How to complete this task: Both the line containing "settings.apply_env_fallbacks();" and the line containing "let content = toml::to_string_pretty(self)" belong to the span. Output exactly that span from the listing below, and nothing outside it.

Record excerpts:

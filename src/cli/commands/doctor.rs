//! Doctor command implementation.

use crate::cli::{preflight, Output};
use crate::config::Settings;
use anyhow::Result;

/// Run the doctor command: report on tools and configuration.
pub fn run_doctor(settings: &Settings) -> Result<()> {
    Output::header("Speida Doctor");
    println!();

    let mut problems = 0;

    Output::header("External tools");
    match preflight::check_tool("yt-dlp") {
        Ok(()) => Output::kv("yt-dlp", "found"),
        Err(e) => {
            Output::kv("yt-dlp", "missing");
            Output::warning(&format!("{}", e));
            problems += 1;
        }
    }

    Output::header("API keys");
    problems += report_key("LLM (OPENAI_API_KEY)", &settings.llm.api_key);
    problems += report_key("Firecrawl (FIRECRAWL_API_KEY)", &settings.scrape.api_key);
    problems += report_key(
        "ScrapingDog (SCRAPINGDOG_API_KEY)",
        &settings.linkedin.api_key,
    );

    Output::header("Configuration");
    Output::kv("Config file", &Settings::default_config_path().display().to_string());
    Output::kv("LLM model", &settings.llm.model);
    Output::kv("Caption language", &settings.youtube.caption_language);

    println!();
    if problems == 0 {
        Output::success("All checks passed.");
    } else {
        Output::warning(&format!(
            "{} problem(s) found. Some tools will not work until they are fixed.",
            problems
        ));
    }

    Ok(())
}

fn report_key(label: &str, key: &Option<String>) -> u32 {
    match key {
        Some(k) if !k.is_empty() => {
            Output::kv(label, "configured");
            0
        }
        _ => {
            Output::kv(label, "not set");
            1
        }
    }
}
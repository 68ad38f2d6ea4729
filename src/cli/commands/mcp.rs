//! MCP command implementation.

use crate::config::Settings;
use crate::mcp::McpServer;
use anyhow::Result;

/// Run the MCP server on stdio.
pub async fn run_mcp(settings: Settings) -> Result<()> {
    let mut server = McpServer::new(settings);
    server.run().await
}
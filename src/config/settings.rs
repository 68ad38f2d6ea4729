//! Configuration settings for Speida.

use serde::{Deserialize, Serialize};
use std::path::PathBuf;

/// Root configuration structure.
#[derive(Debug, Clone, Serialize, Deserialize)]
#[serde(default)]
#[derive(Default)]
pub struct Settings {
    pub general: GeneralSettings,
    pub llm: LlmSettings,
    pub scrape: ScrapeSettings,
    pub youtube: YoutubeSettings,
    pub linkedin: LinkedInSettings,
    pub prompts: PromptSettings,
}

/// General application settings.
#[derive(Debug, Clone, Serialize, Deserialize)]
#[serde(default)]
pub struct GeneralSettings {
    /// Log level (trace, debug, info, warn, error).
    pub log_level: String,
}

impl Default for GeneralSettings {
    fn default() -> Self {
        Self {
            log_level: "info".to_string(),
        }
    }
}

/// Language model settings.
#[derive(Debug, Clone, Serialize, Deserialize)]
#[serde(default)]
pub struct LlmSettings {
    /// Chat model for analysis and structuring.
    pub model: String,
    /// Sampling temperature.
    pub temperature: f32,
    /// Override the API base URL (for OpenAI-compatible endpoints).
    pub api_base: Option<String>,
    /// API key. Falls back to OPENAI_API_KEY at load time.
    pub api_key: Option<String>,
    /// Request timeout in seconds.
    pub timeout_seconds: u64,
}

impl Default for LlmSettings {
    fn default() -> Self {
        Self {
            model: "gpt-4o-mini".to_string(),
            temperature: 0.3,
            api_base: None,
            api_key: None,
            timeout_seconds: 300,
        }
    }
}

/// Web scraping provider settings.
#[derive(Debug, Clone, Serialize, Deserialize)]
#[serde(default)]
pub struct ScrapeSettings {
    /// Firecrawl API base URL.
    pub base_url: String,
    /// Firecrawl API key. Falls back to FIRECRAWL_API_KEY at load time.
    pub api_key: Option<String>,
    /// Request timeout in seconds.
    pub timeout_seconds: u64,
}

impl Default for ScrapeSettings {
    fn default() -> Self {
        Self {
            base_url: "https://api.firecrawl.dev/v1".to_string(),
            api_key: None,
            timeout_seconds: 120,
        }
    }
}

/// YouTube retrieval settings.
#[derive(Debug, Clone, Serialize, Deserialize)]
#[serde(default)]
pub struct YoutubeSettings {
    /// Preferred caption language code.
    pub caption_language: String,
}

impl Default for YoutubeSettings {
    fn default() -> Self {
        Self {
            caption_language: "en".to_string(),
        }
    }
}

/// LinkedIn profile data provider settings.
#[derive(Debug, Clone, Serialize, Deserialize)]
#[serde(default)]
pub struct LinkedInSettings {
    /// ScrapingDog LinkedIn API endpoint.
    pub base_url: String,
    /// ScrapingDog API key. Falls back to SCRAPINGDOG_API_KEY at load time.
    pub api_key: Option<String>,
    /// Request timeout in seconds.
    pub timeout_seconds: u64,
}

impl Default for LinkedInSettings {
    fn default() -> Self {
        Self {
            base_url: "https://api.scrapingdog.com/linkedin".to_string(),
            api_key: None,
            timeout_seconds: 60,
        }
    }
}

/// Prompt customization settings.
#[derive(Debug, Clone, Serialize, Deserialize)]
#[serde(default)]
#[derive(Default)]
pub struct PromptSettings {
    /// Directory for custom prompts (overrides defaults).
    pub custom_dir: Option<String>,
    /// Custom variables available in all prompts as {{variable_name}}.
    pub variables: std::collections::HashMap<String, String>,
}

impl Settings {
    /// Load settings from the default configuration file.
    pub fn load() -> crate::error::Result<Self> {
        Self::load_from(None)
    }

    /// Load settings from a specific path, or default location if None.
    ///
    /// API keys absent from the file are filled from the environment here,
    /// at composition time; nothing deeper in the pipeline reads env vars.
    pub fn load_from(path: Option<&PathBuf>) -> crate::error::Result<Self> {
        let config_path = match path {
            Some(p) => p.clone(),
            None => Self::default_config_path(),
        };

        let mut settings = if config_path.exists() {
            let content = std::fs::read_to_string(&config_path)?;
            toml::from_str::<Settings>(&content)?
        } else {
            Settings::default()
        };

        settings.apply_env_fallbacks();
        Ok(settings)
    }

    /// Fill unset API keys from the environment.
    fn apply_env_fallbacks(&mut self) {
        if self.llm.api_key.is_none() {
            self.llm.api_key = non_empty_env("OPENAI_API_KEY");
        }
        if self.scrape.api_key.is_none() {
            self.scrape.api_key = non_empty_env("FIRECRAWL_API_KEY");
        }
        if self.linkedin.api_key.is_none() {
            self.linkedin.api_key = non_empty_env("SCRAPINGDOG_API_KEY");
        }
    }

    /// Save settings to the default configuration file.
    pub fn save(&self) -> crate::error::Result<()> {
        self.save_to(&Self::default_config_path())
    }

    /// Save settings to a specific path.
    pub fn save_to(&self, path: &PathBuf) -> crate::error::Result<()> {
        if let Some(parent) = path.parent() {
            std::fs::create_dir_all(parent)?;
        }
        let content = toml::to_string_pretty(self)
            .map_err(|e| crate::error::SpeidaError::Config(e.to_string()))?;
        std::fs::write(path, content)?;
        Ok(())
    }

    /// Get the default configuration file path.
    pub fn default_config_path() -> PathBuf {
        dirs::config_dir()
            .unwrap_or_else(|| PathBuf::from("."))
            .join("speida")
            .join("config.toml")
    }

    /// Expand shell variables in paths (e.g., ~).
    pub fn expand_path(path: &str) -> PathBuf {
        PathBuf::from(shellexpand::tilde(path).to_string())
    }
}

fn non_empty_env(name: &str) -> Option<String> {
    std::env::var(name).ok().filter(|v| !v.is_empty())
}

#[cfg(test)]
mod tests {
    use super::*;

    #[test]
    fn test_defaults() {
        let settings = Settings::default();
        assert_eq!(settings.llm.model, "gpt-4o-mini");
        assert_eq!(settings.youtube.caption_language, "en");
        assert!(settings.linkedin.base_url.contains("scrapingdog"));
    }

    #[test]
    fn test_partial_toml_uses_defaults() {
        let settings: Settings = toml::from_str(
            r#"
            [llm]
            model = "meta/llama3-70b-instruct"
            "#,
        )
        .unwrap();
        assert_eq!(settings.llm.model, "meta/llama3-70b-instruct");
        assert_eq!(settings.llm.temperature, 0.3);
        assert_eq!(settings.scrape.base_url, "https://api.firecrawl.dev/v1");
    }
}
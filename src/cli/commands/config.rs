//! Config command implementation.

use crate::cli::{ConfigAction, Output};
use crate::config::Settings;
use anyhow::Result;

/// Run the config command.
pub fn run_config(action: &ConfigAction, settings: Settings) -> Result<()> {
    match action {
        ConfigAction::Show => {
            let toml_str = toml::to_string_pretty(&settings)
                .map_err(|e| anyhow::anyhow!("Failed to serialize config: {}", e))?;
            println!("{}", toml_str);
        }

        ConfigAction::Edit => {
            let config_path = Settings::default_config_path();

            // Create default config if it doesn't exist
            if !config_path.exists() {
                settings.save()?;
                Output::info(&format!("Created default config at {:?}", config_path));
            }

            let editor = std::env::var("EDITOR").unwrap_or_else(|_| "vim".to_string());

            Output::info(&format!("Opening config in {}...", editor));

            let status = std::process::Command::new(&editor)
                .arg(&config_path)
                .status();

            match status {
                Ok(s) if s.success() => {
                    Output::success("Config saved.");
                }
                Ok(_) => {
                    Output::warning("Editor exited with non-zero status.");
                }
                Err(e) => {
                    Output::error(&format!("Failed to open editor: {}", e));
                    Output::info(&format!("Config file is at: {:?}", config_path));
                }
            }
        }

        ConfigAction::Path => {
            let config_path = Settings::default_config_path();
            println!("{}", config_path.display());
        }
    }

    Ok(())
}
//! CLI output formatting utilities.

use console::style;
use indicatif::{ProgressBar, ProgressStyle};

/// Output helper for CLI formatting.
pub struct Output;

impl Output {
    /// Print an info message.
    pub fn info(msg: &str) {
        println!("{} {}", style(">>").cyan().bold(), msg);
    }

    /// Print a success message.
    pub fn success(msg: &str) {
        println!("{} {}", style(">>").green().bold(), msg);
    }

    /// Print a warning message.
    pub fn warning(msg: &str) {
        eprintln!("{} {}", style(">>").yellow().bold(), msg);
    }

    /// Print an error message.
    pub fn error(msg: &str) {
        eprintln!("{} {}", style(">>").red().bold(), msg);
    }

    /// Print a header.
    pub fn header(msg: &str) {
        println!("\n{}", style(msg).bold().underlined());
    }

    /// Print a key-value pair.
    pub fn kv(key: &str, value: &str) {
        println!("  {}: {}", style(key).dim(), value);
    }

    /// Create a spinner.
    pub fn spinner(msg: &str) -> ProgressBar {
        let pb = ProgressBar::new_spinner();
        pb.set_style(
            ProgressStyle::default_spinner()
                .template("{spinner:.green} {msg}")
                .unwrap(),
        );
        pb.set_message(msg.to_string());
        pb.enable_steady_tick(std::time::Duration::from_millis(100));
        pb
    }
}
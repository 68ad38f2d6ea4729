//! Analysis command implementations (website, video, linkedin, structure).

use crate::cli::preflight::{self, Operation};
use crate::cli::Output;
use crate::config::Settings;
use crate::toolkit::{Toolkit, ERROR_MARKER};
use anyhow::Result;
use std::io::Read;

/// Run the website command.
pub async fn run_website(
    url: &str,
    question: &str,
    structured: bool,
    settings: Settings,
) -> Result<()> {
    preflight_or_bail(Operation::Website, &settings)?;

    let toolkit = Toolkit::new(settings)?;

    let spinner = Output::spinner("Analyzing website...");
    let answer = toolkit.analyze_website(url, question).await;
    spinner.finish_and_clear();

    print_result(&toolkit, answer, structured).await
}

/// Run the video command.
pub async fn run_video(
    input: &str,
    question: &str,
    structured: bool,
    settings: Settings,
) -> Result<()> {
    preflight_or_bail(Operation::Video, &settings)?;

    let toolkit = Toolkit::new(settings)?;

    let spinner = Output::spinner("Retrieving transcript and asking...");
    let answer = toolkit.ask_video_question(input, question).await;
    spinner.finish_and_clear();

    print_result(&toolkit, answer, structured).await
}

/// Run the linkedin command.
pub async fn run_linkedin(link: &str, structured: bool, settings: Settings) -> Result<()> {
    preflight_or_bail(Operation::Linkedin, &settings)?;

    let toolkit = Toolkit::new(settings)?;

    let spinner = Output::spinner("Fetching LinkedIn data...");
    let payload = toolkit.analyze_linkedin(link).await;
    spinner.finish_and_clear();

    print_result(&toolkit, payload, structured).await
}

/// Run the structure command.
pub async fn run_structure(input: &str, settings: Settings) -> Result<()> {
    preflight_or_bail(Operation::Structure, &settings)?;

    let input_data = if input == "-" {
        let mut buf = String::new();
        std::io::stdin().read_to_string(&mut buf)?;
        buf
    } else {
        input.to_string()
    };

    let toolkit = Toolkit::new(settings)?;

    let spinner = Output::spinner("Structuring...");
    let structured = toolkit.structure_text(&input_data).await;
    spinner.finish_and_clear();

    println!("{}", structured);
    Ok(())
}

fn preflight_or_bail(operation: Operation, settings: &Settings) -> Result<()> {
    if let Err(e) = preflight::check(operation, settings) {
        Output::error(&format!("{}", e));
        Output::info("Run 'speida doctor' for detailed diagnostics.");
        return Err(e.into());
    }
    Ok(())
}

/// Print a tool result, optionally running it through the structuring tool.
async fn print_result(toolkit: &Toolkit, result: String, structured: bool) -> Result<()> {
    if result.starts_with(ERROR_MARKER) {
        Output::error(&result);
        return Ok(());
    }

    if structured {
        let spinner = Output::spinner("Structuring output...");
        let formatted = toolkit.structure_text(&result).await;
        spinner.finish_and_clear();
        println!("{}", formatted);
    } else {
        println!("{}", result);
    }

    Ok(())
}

Written answer:
        settings.apply_env_fallbacks();
        Ok(settings)
    }

    /// Fill unset API keys from the environment.
    fn apply_env_fallbacks(&mut self) {
        if self.llm.api_key.is_none() {
            self.llm.api_key = non_empty_env("OPENAI_API_KEY");
        }
        if self.scrape.api_key.is_none() {
            self.scrape.api_key = non_empty_env("FIRECRAWL_API_KEY");
        }
        if self.linkedin.api_key.is_none() {
            self.linkedin.api_key = non_empty_env("SCRAPINGDOG_API_KEY");
        }
    }

    /// Save settings to the default configuration file.
    pub fn save(&self) -> crate::error::Result<()> {
        self.save_to(&Self::default_config_path())
    }

    /// Save settings to a specific path.
    pub fn save_to(&self, path: &PathBuf) -> crate::error::Result<()> {
        if let Some(parent) = path.parent() {
            std::fs::create_dir_all(parent)?;
        }
        let content = toml::to_string_pretty(self)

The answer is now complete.